De tanto azucrinar o Adão pra comprar um automóvel e dois cachorrinhos schnauzer, ele abriu uma linha de crédito com aquela cobra da maçã. A long play, longo prazo.
Ser humano estava dando um trabalhão infernal, melhor ficar como protozoários, no seio da Mãe Terra, seria melhor.
Mas não dava pra recuar, não mesmo!
Olhavam pros lados e viam os capetas se divertindo com futebol e - oh, maravilha! - a televisão com o BBB, The Voice e o Programa do Faustão!
Alguns iam pra Magistério ou Floripa fazer pesca submarina e surfar num mar em chamas, uma delícia!
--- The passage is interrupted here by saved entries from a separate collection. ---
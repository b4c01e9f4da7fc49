//! Start/end times and progress of the programme on air

use chrono::{Local, NaiveDateTime};

use crate::error::{Result, StateError};

const SECONDS_PER_DAY: i64 = 86_400;

/// Layout of `startDateTime` once the UTC offset is removed
const START_FORMAT: &str = "%Y-%m-%dT%H:%M:%S";

/// Length of the `+0100` offset suffix
const OFFSET_SUFFIX_LEN: usize = 5;

/// Schedule of the programme currently on air
#[derive(Debug, Clone, PartialEq, Eq)]
pub struct PlayingTime {
    /// Start time of day, `HH:MM`
    pub start: String,
    /// End time of day, `HH:MM`
    pub end: String,
    /// Elapsed share of the duration in percent. Not capped at 100.
    pub percent: u64,
}

/// Sum `HH:MM:SS` values and format the total as `HH:MM`
///
/// Seconds are dropped and the hour wraps at 24, so
/// `23:00:00 + 01:30:00` is `00:30`.
pub fn calc_time(times: &[&str]) -> Result<String> {
    let mut total_secs: u64 = 0;
    for time in times {
        total_secs = total_secs
            .checked_add(parse_hms(time)?)
            .ok_or_else(|| StateError::InvalidTimestamp(format!("'{}' overflows the total", time)))?;
    }

    let total_mins = total_secs / 60;
    let hours = (total_mins / 60) % 24;
    let minutes = total_mins % 60;
    Ok(format!("{:02}:{:02}", hours, minutes))
}

fn parse_hms(time: &str) -> Result<u64> {
    let invalid = || StateError::InvalidTimestamp(format!("'{}' is not HH:MM:SS", time));

    let parts = time
        .split(':')
        .map(|part| part.trim().parse::<u64>())
        .collect::<std::result::Result<Vec<_>, _>>()
        .map_err(|_| invalid())?;

    match parts.as_slice() {
        [h, m, s] => h
            .checked_mul(60)
            .and_then(|mins| mins.checked_add(*m))
            .and_then(|mins| mins.checked_mul(60))
            .and_then(|secs| secs.checked_add(*s))
            .ok_or_else(invalid),
        _ => Err(invalid()),
    }
}

/// Start, end and progress of a programme
///
/// `start_date_time` looks like `2017-03-24T00:00:00+0100`; the offset is
/// discarded and the remainder is compared with `now` as local wall-clock
/// time. Elapsed time counts only the seconds within the day, so a
/// programme starting after `now` appears to have run almost a full day.
/// A zero duration reports 0 percent.
pub fn playing_time(start_date_time: &str, duration_sec: u64, now: NaiveDateTime) -> Result<PlayingTime> {
    let start = parse_start(start_date_time)?;

    let start_of_day = start.time().format("%H:%M:%S").to_string();
    let end = calc_time(&[&start_of_day, &format_duration(duration_sec)])?;

    let elapsed = (now - start)
        .num_milliseconds()
        .div_euclid(1000)
        .rem_euclid(SECONDS_PER_DAY);
    let percent = if duration_sec == 0 {
        0
    } else {
        (elapsed as f64 / duration_sec as f64 * 100.0).round_ties_even() as u64
    };

    Ok(PlayingTime {
        start: start.time().format("%H:%M").to_string(),
        end,
        percent,
    })
}

/// [`playing_time`] against the local clock
pub fn playing_time_now(start_date_time: &str, duration_sec: u64) -> Result<PlayingTime> {
    playing_time(start_date_time, duration_sec, Local::now().naive_local())
}

fn parse_start(start_date_time: &str) -> Result<NaiveDateTime> {
    let trimmed = start_date_time
        .len()
        .checked_sub(OFFSET_SUFFIX_LEN)
        .and_then(|end| start_date_time.get(..end))
        .ok_or_else(|| StateError::InvalidTimestamp(start_date_time.to_string()))?;

    NaiveDateTime::parse_from_str(trimmed, START_FORMAT)
        .map_err(|e| StateError::InvalidTimestamp(format!("{}: {}", start_date_time, e)))
}

/// `HH:MM:SS` of a duration, wrapping at one day
fn format_duration(duration_sec: u64) -> String {
    let secs = duration_sec % SECONDS_PER_DAY as u64;
    format!("{:02}:{:02}:{:02}", secs / 3600, (secs / 60) % 60, secs % 60)
}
E eles ali, esperando um sinal divino para começarem a se divertir. Adão se maldizia à toa pois ainda não sabia o que era sogra, claro!
Mas sem grana não dá, né?
Então, o Patrão Celestial criou a Petrobras, o Congresso, a Odebrecht e Adão e Eva se locupletaram e viveram felizes para sempre entre fadas, fogos de artifício contribuintes trouxas e a Graça Foster na capa da Playboy, não é lindo?
Eu achei, não sei vocês, pulguentos pecadores.